Wolf Untamed (SWAT : Special Wolf Alpha Team #11) by Paige Tyler


            Dallas, Texas, October 2012

            Officer Diego Miguel Martinez strapped the breaching ram into place along the inside wall of the Dallas PD SWAT operations truck, then stepped out into the torrential downpour, cursing as what felt like a frigging bucketful of freezing-cold rain found its way down the back of his coat. As much as he despised the long raincoat that was part of his uniform, he really should have worn it tonight. Behind him, someone chuckled, and he turned to see Officer Hale Delaney regarding him with a grin, blue eyes twinkling with amusement.

            “I’m not complaining about the help, but if you’re out in this monsoon much longer, you’re going to start sprouting gills.” Tall and heavily muscled with dark blond hair, the SWAT cop unloaded the M4 carbine he held, dropping the magazine and taking out the round in the chamber. “They had you securing the perimeter for what, four hours?”

            Diego laughed. “Actually, it was closer to five, but who’s counting?”

            Perimeter duty was what patrol cops with barely three years on the force like him did while officers like Hale—one of his best friends in the department—and the other members of the SWAT team got to kick in doors and save lives. Tonight, Diego had stood and watched from the outside as four members of the Dallas Police Department’s most elite unit had gone up against a deadbeat husband who’d gotten high as a kite and barricaded himself in his house with his three children. The man had threatened to kill the kids if the police didn’t bring him more drugs. Because, according to him, everyone knew the cops had a lot of drugs locked up in their evidence room.

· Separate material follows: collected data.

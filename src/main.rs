use std::process::ExitCode;

use clap::Parser;
use color_eyre::Result;
use serial_lookout::{
    cli::{self, Startup},
    lock::LockDir,
    logging::{self, LogSettings},
    process,
    serial::session::DeviceSession,
    watch::{Sleep, Watcher},
};
use tokio::signal::unix::{signal, SignalKind};
use tracing::{info, info_span};

fn main() -> Result<ExitCode> {
    color_eyre::install()?;

    let mut cli = cli::Cli::parse();

    if let Some(command) = cli.command.take() {
        cli::handle_command(command)?;

        return Ok(ExitCode::SUCCESS);
    }

    // Once detached, the exit status and the terminal are gone.
    let startup = cli.startup()?;

    // Forking is only safe before any threads exist.
    if cli.daemon {
        process::daemonize()?;
    }

    let runtime = tokio::runtime::Builder::new_current_thread()
        .enable_all()
        .build()?;

    let code = runtime.block_on(run(cli, startup));

    // The watch loop may be blocked waiting for input; don't wait for it.
    runtime.shutdown_background();

    Ok(code)
}

async fn run(cli: cli::Cli, startup: Startup) -> ExitCode {
    let guard = logging::init(LogSettings {
        stdout: (!cli.daemon).then_some(cli.log_level),
        file: startup.log_dir.clone().map(|dir| (cli.log_level, dir)),
        file_name: format!("serial-lookout.{}.log", startup.line),
    })
    .await;

    let code = process::exit_code(watch(startup).await);

    logging::shutdown(guard);

    code
}

async fn watch(startup: Startup) -> Result<()> {
    let Startup {
        config,
        line,
        script,
        ..
    } = startup;
    let span = info_span!("lookout", %line);

    let mut watcher = span.in_scope(|| -> Result<_> {
        info!(pid = std::process::id(), "Starting up");

        process::write_pid_file(&config.run_dir, &line)?;

        let device =
            DeviceSession::open_monitoring(line.device_path(&config.device_dir), config.baud)?;

        Ok(Watcher::new(
            line.clone(),
            LockDir::new(&config.lock_dir),
            device,
            Sleep,
            script,
        ))
    })?;

    let mut hangup = signal(SignalKind::hangup())?;
    let mut terminate = signal(SignalKind::terminate())?;

    let mut watching = tokio::task::spawn_blocking(move || span.in_scope(|| watcher.run()));

    tokio::select! {
        _ = tokio::signal::ctrl_c() => {
            info!(%line, "Ctrl-C, quitting")
        }
        _ = hangup.recv() => {
            info!(%line, "Told to hang up, quitting")
        }
        _ = terminate.recv() => {
            info!(%line, "Terminated, quitting")
        }
        result = &mut watching => {
            result??;
            return Err(color_eyre::eyre::eyre!("Watching stopped unexpectedly"));
        }
    }

    Ok(())
}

            After hours of unsuccessful negotiations with a suspect who was quickly coming unglued, Hale and his three teammates had entered the house. While Hale and his SWAT buddies were all huge, they’d moved so quickly and quietly in the total darkness surrounding the property that Diego had never even seen them. One second, the father had been shouting he was going to end them all, and the next, SWAT was bringing the children out of the house, along with their handcuffed druggie dad.

            It had been awe-inspiring to see and enough to finally convince Diego that he wanted to get into SWAT. He’d been thinking about it ever since running into Hale months ago during another hostage situation at a bank. He knew getting past the physical assessment exam at the SWAT compound would be tough as hell, but when had he ever let a challenge hold him back?

            “Though if we’re being honest,” Diego added as he shook Hale’s hand, “I was soaked to the bone after the first thirty minutes. The rest was just for fun.”

            Hale winced as he stepped in the vehicle and locked his weapon into the rack mounted on the wall. “Sorry it took us so long. We wanted to give our negotiator a chance to talk the guy down and get him to come out without a fight. Didn’t go that way in the end, though. But at least those kids are safe. That’s the important thing.”

            Diego didn’t know the SWAT team’s negotiator very well. All he knew was the guy was as big and jacked as Hale, and he must have the patience of a saint to do that job. While Diego appreciated the man’s conflict-resolution skills, there was no way in hell he could ever be a negotiator. Talking a person on a three-day meth bender off a metaphorical ledge wasn’t his thing. Kicking in doors and saving a bunch of kids, on the other hand? Let’s just say that deal had his name written all over it.

            “Don’t worry about it,” Diego said as Hale came back out of the truck. “I knew tonight was going to be miserable the moment I saw the weather report this morning. I’d rather get soaked standing out here helping you and your team rescue those kids than handing out tickets to a bunch of doofuses for urinating in public.”

            Hale laughed, falling into step beside Diego as he walked along the street toward his patrol car. “Ah, the trials and tribulations of a beat cop in North Division on a Friday night. Can’t honestly say I miss that stuff. The clubs along Harry Hines Boulevard still generating lots of calls?”